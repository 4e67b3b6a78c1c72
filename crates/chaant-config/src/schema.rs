//! Configuration schema definitions.

use std::time::Duration;

use serde::{Deserialize, Serialize};

/// Root configuration.
#[derive(Debug, Clone, Default, Serialize, Deserialize)]
pub struct Config {
    #[serde(default)]
    pub server: ServerConfig,

    #[serde(default)]
    pub browser: BrowserConfig,

    #[serde(default)]
    pub agent: AgentConfig,

    #[serde(default)]
    pub collective: CollectiveConfig,

    #[serde(default)]
    pub catalog: CatalogConfig,
}

/// Control plane server configuration.
#[derive(Debug, Clone, Serialize, Deserialize)]
pub struct ServerConfig {
    #[serde(default = "default_host")]
    pub host: String,

    #[serde(default = "default_port")]
    pub port: u16,
}

impl Default for ServerConfig {
    fn default() -> Self {
        Self {
            host: default_host(),
            port: default_port(),
        }
    }
}

fn default_host() -> String {
    "127.0.0.1".to_string()
}

fn default_port() -> u16 {
    8123
}

/// Chrome launch configuration.
#[derive(Debug, Clone, Serialize, Deserialize)]
pub struct BrowserConfig {
    /// Remote debugging port.
    #[serde(default = "default_debug_port")]
    pub debug_port: u16,

    #[serde(default)]
    pub headless: bool,

    /// Explicit Chrome binary; searched in well-known locations when unset.
    #[serde(skip_serializing_if = "Option::is_none")]
    pub chrome_path: Option<String>,

    /// Profile directory, keeps the site login between runs.
    #[serde(skip_serializing_if = "Option::is_none")]
    pub profile_dir: Option<String>,

    #[serde(default = "default_true")]
    pub start_maximized: bool,

    /// Seconds to wait for a launched Chrome to accept connections.
    #[serde(default = "default_launch_timeout")]
    pub launch_timeout_secs: u64,
}

impl Default for BrowserConfig {
    fn default() -> Self {
        Self {
            debug_port: default_debug_port(),
            headless: false,
            chrome_path: None,
            profile_dir: None,
            start_maximized: true,
            launch_timeout_secs: default_launch_timeout(),
        }
    }
}

fn default_debug_port() -> u16 {
    9222
}

fn default_true() -> bool {
    true
}

fn default_launch_timeout() -> u64 {
    6
}

/// Agent turn and move timing.
#[derive(Debug, Clone, Serialize, Deserialize)]
pub struct AgentConfig {
    /// Hard ceiling for a turn wait or a move confirmation.
    #[serde(default = "default_turn_timeout")]
    pub turn_timeout_secs: u64,

    /// Interval at which waits re-read state directly from the page.
    #[serde(default = "default_settle_interval")]
    pub settle_interval_ms: u64,

    /// Window for the page to accept a dragged move.
    #[serde(default = "default_confirm_timeout")]
    pub confirm_timeout_ms: u64,

    /// Added to the confirm window when promoting.
    #[serde(default = "default_promotion_extra")]
    pub promotion_extra_ms: u64,

    /// Page reloads attempted when a move is not confirmed.
    #[serde(default = "default_reload_retries")]
    pub reload_retries: u32,

    /// Timeout for site UI elements during game setup.
    #[serde(default = "default_ui_timeout")]
    pub ui_timeout_ms: u64,
}

impl Default for AgentConfig {
    fn default() -> Self {
        Self {
            turn_timeout_secs: default_turn_timeout(),
            settle_interval_ms: default_settle_interval(),
            confirm_timeout_ms: default_confirm_timeout(),
            promotion_extra_ms: default_promotion_extra(),
            reload_retries: default_reload_retries(),
            ui_timeout_ms: default_ui_timeout(),
        }
    }
}

impl AgentConfig {
    pub fn turn_timeout(&self) -> Duration {
        Duration::from_secs(self.turn_timeout_secs)
    }

    pub fn settle_interval(&self) -> Duration {
        Duration::from_millis(self.settle_interval_ms)
    }

    /// Confirmation window for a move, longer when a promotion piece is picked.
    pub fn confirm_timeout(&self, promoting: bool) -> Duration {
        let extra = if promoting {
            self.promotion_extra_ms
        } else {
            0
        };
        Duration::from_millis(self.confirm_timeout_ms + extra)
    }

    pub fn ui_timeout(&self) -> Duration {
        Duration::from_millis(self.ui_timeout_ms)
    }
}

fn default_turn_timeout() -> u64 {
    240
}

fn default_settle_interval() -> u64 {
    5000
}

fn default_confirm_timeout() -> u64 {
    5000
}

fn default_promotion_extra() -> u64 {
    1000
}

fn default_reload_retries() -> u32 {
    1
}

fn default_ui_timeout() -> u64 {
    10200
}

/// Collective (voted) move configuration.
#[derive(Debug, Clone, Serialize, Deserialize)]
pub struct CollectiveConfig {
    /// Lower bound of the per-cycle commit delay.
    #[serde(default = "default_min_window")]
    pub min_window_ms: u64,

    /// Upper bound of the per-cycle commit delay.
    #[serde(default = "default_max_window")]
    pub max_window_ms: u64,

    /// Accepted votes that trigger an immediate commit.
    #[serde(default = "default_max_votes")]
    pub max_votes: u32,
}

impl Default for CollectiveConfig {
    fn default() -> Self {
        Self {
            min_window_ms: default_min_window(),
            max_window_ms: default_max_window(),
            max_votes: default_max_votes(),
        }
    }
}

impl CollectiveConfig {
    pub fn min_window(&self) -> Duration {
        Duration::from_millis(self.min_window_ms)
    }

    pub fn max_window(&self) -> Duration {
        Duration::from_millis(self.max_window_ms)
    }
}

fn default_min_window() -> u64 {
    3000
}

fn default_max_window() -> u64 {
    8000
}

fn default_max_votes() -> u32 {
    10
}

/// Bot catalog source.
#[derive(Debug, Clone, Serialize, Deserialize)]
pub struct CatalogConfig {
    #[serde(default = "default_catalog_url")]
    pub url: String,

    #[serde(default = "default_catalog_timeout")]
    pub timeout_secs: u64,
}

impl Default for CatalogConfig {
    fn default() -> Self {
        Self {
            url: default_catalog_url(),
            timeout_secs: default_catalog_timeout(),
        }
    }
}

fn default_catalog_url() -> String {
    "https://www.chess.com/callback/bot-personalities".to_string()
}

fn default_catalog_timeout() -> u64 {
    15
}

#[cfg(test)]
#[path = "schema_tests.rs"]
mod tests;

[What is needed] In your answer, include only the lines above starting at the line that holds "pub fn turn_timeout(&self)" and ending at the line that holds "let extra = if", copied exactly.

[Output for this exercise]
    pub fn turn_timeout(&self) -> Duration {
        Duration::from_secs(self.turn_timeout_secs)
    }

    pub fn settle_interval(&self) -> Duration {
        Duration::from_millis(self.settle_interval_ms)
    }

    /// Confirmation window for a move, longer when a promotion piece is picked.
    pub fn confirm_timeout(&self, promoting: bool) -> Duration {
        let extra = if promoting {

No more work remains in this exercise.